Or at least speaks his mind, now that he’s retired. Houston Chronicle lets Chris Kraft, NASA’s first flight director, put it all out there on what the agency could be doing better:
It seems like a lot of former astronauts, and some current ones who talk to me off the record, feel the same way.
I talked to Neil Armstrong an awful lot near the end of this life. Too bad he’s gone, because he was an important spokesman for being adverse to what the political part of NASA says we’re going to do. Bolden, let’s face it, he doesn’t know what it takes to do a major project. He doesn’t have experience with that. He’s a flier, a Marine general. He’s never known what it takes to do a massive program. He keeps talking about going to Mars in the 2030s, but that’s pure, unadulterated, BS. And what have you got if you get there? Who wants to operate something that’s 40 minutes, by voice, from the Earth. Why would you want to do that? As an operator, damned if I like that. If I’m on the moon, I’ve got a 3 second turnaround. Everything I go to do on Mars I’ve got to prepare to do in an automatic mode. That’s not very smart. Pretty much everything we need to do on Mars can be done robotically. We’ve already got robots there. By the time we get the capability to send humans to Mars, it might be that robots are smarter than humans anyway. I’m serious.

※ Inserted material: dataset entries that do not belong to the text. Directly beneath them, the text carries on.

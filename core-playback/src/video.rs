//! Full-screen video overlay kept in step with the audio session.
//!
//! While the overlay is open the audio element is paused and the video plays
//! instead; the session position stays the ground truth. Each tick compares
//! the two:
//!
//! - drift above `drift_tolerance`: the video is moved to the audio position
//! - otherwise: the video's progress is copied into the session position
//!
//! Closing the overlay resumes audio from the last synchronized position if
//! it was playing when the overlay opened. The overlay is registered on the
//! session, which pauses the video and cancels the sync loop itself when the
//! track changes, playback stops or the audio element fails.

use std::sync::Arc;
use std::time::Duration;

use bridge_traits::VideoSurface;
use core_runtime::events::{CoreEvent, VideoEvent};
use parking_lot::Mutex;
use tokio::task::JoinHandle;
use tokio::time::MissedTickBehavior;
use tokio_util::sync::CancellationToken;
use tracing::{debug, instrument, warn};

use crate::error::{PlaybackError, Result};
use crate::session::PlaybackSession;
use crate::state::{secs_to_millis, PlaybackStatus};

/// Result of one synchronization tick.
#[derive(Debug, Clone, Copy, PartialEq)]
pub enum SyncOutcome {
    /// Within tolerance; the video position was mirrored into the session.
    InSync,
    /// The video was moved back to the audio position.
    Corrected { drift_secs: f64 },
    /// The session moved on from the overlay's track; the video is paused
    /// and the overlay closed.
    Detached,
    /// The overlay is not open.
    Inactive,
}

struct OverlayState {
    open: bool,
    track_id: String,
    was_playing: bool,
}

struct OverlayShared {
    session: PlaybackSession,
    link_id: u64,
    surface: Arc<dyn VideoSurface>,
    state: Mutex<OverlayState>,
    cancel: CancellationToken,
}

/// Handle to an open video overlay.
#[derive(Clone)]
pub struct VideoOverlay {
    shared: Arc<OverlayShared>,
}

impl VideoOverlay {
    /// Pause audio and start the video at the current audio position.
    ///
    /// # Errors
    ///
    /// - [`PlaybackError::InvalidConfig`] if the overlay feature is disabled
    /// - [`PlaybackError::NoTrackLoaded`] without a current track
    /// - [`PlaybackError::PlaybackRejected`] while the track is still loading
    ///   or when the video refuses to play; audio is restored in that case
    #[instrument(skip(session, surface))]
    pub async fn open(session: &PlaybackSession, surface: Arc<dyn VideoSurface>) -> Result<Self> {
        if !session.video_overlay_enabled() {
            return Err(PlaybackError::InvalidConfig(
                "video overlay is disabled".to_string(),
            ));
        }

        let before = session.snapshot();
        let track_id = before
            .current_track_id()
            .ok_or(PlaybackError::NoTrackLoaded)?
            .to_string();
        if before.status == PlaybackStatus::Loading {
            return Err(PlaybackError::PlaybackRejected(
                "track is still loading".to_string(),
            ));
        }
        if before.video_overlay_visible {
            return Err(PlaybackError::PlaybackRejected(
                "video overlay is already open".to_string(),
            ));
        }

        let was_playing = before.is_playing();
        session.pause().await;

        let cancel = CancellationToken::new();
        let attached = session.attach_overlay(&track_id, Arc::clone(&surface), cancel.clone());
        let Some(link_id) = attached else {
            if was_playing {
                session.resume().await;
            }
            return Err(PlaybackError::PlaybackRejected(
                "playback changed while opening the video overlay".to_string(),
            ));
        };

        let position = session.snapshot().position_secs;
        surface.seek(Duration::from_secs_f64(position.max(0.0)));
        if let Err(err) = surface.play().await {
            warn!(error = %err, "Video refused to play");
            session.release_overlay(link_id);
            if was_playing {
                session.resume().await;
            }
            return Err(PlaybackError::PlaybackRejected(err.to_string()));
        }
        if cancel.is_cancelled() {
            surface.pause();
            return Err(PlaybackError::PlaybackRejected(
                "track changed while the video was starting".to_string(),
            ));
        }

        debug!(track_id = %track_id, position, was_playing, "Video overlay opened");
        let _ = session
            .events()
            .emit(CoreEvent::Video(VideoEvent::OverlayOpened {
                track_id: track_id.clone(),
                position_ms: secs_to_millis(position),
            }));

        Ok(Self {
            shared: Arc::new(OverlayShared {
                session: session.clone(),
                link_id,
                surface,
                state: Mutex::new(OverlayState {
                    open: true,
                    track_id,
                    was_playing,
                }),
                cancel,
            }),
        })
    }

    /// `false` once closed, or once the session has detached the overlay.
    pub fn is_open(&self) -> bool {
        self.shared.state.lock().open && !self.shared.cancel.is_cancelled()
    }

    /// Whether audio was playing when the overlay opened.
    pub fn was_playing(&self) -> bool {
        self.shared.state.lock().was_playing
    }

    /// Apply a user seek on the video to both video and audio.
    /// Returns the applied position.
    pub async fn seek_video(&self, secs: f64) -> Option<f64> {
        if !self.is_open() {
            return None;
        }
        let applied = self.shared.session.seek(secs).await?;
        self.shared
            .surface
            .seek(Duration::from_secs_f64(applied));
        Some(applied)
    }

    /// Compare audio and video once and reconcile them.
    pub async fn sync_tick(&self) -> SyncOutcome {
        let track_id = {
            let state = self.shared.state.lock();
            if !state.open {
                return SyncOutcome::Inactive;
            }
            state.track_id.clone()
        };

        let snapshot = self.shared.session.snapshot();
        if self.shared.cancel.is_cancelled()
            || snapshot.current_track_id() != Some(track_id.as_str())
        {
            debug!(track_id = %track_id, "Track changed under the overlay, detaching");
            self.shutdown_overlay();
            self.shared.surface.pause();
            return SyncOutcome::Detached;
        }

        let audio = snapshot.position_secs;
        let video = self.shared.surface.position().as_secs_f64();
        let drift = (video - audio).abs();
        let tolerance = self.shared.session.config().drift_tolerance.as_secs_f64();

        if drift > tolerance {
            self.shared
                .surface
                .seek(Duration::from_secs_f64(audio.max(0.0)));
            debug!(audio, video, drift, "Corrected video drift");
            let _ = self
                .shared
                .session
                .events()
                .emit(CoreEvent::Video(VideoEvent::DriftCorrected {
                    track_id,
                    drift_ms: secs_to_millis(drift),
                }));
            return SyncOutcome::Corrected { drift_secs: drift };
        }

        if drift > 0.0 {
            self.shared.session.seek(video).await;
        }
        SyncOutcome::InSync
    }

    /// Tick every `overlay_sync_interval` until closed or detached.
    pub async fn run_sync_loop(&self) {
        let period = self.shared.session.config().overlay_sync_interval;
        let mut interval = tokio::time::interval(period);
        interval.set_missed_tick_behavior(MissedTickBehavior::Skip);

        loop {
            tokio::select! {
                _ = self.shared.cancel.cancelled() => break,
                _ = interval.tick() => {
                    match self.sync_tick().await {
                        SyncOutcome::Detached | SyncOutcome::Inactive => break,
                        SyncOutcome::InSync | SyncOutcome::Corrected { .. } => {}
                    }
                }
            }
        }
        debug!("Video sync loop stopped");
    }

    /// Run [`run_sync_loop`](Self::run_sync_loop) on a background task.
    pub fn spawn_sync_loop(&self) -> JoinHandle<()> {
        let overlay = self.clone();
        tokio::spawn(async move { overlay.run_sync_loop().await })
    }

    /// Pause the video and hand playback back to audio.
    /// Returns `false` if the overlay was already closed or detached.
    #[instrument(skip(self))]
    pub async fn close(&self) -> bool {
        let Some((track_id, was_playing)) = self.shutdown_overlay() else {
            return false;
        };

        self.shared.surface.pause();

        let session = &self.shared.session;
        let same_track = session.snapshot().current_track_id() == Some(track_id.as_str());
        let mut resumed_audio = false;
        if same_track {
            let video = self.shared.surface.position().as_secs_f64();
            session.seek(video).await;
            if was_playing {
                resumed_audio = session.resume().await;
            }
        }

        debug!(track_id = %track_id, resumed_audio, "Video overlay closed");
        let _ = session
            .events()
            .emit(CoreEvent::Video(VideoEvent::OverlayClosed {
                track_id: Some(track_id),
                resumed_audio,
            }));
        true
    }

    /// Keyboard shortcut handling. `Escape` closes the overlay.
    pub async fn handle_key(&self, key: &str) -> bool {
        match key {
            "Escape" => self.close().await,
            _ => false,
        }
    }

    /// Mark closed, stop the loop and drop the session registration.
    /// `None` if already closed or if the session detached the overlay first.
    fn shutdown_overlay(&self) -> Option<(String, bool)> {
        let closed = {
            let mut state = self.shared.state.lock();
            if !state.open {
                return None;
            }
            state.open = false;
            (state.track_id.clone(), state.was_playing)
        };
        let detached = self.shared.cancel.is_cancelled();
        self.shared.cancel.cancel();
        self.shared.session.release_overlay(self.shared.link_id);
        (!detached).then_some(closed)
    }
}

impl std::fmt::Debug for VideoOverlay {
    fn fmt(&self, f: &mut std::fmt::Formatter<'_>) -> std::fmt::Result {
        let state = self.shared.state.lock();
        f.debug_struct("VideoOverlay")
            .field("open", &state.open)
            .field("track_id", &state.track_id)
            .field("was_playing", &state.was_playing)
            .finish()
    }
}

We’re already seeing the impressive capabilities with robots like Curiosity.
Yeah. Exactly. If you think about the practical aspects of going into space, there’s no practical reason for going to Mars. But there is a practical reason for going to the moon. And furthermore, if you really want to go somewhere, get out of this solar system. Eventually that’s what you’re going to have to do. I don’t know how to do that, but we’ll figure out how to do it one day.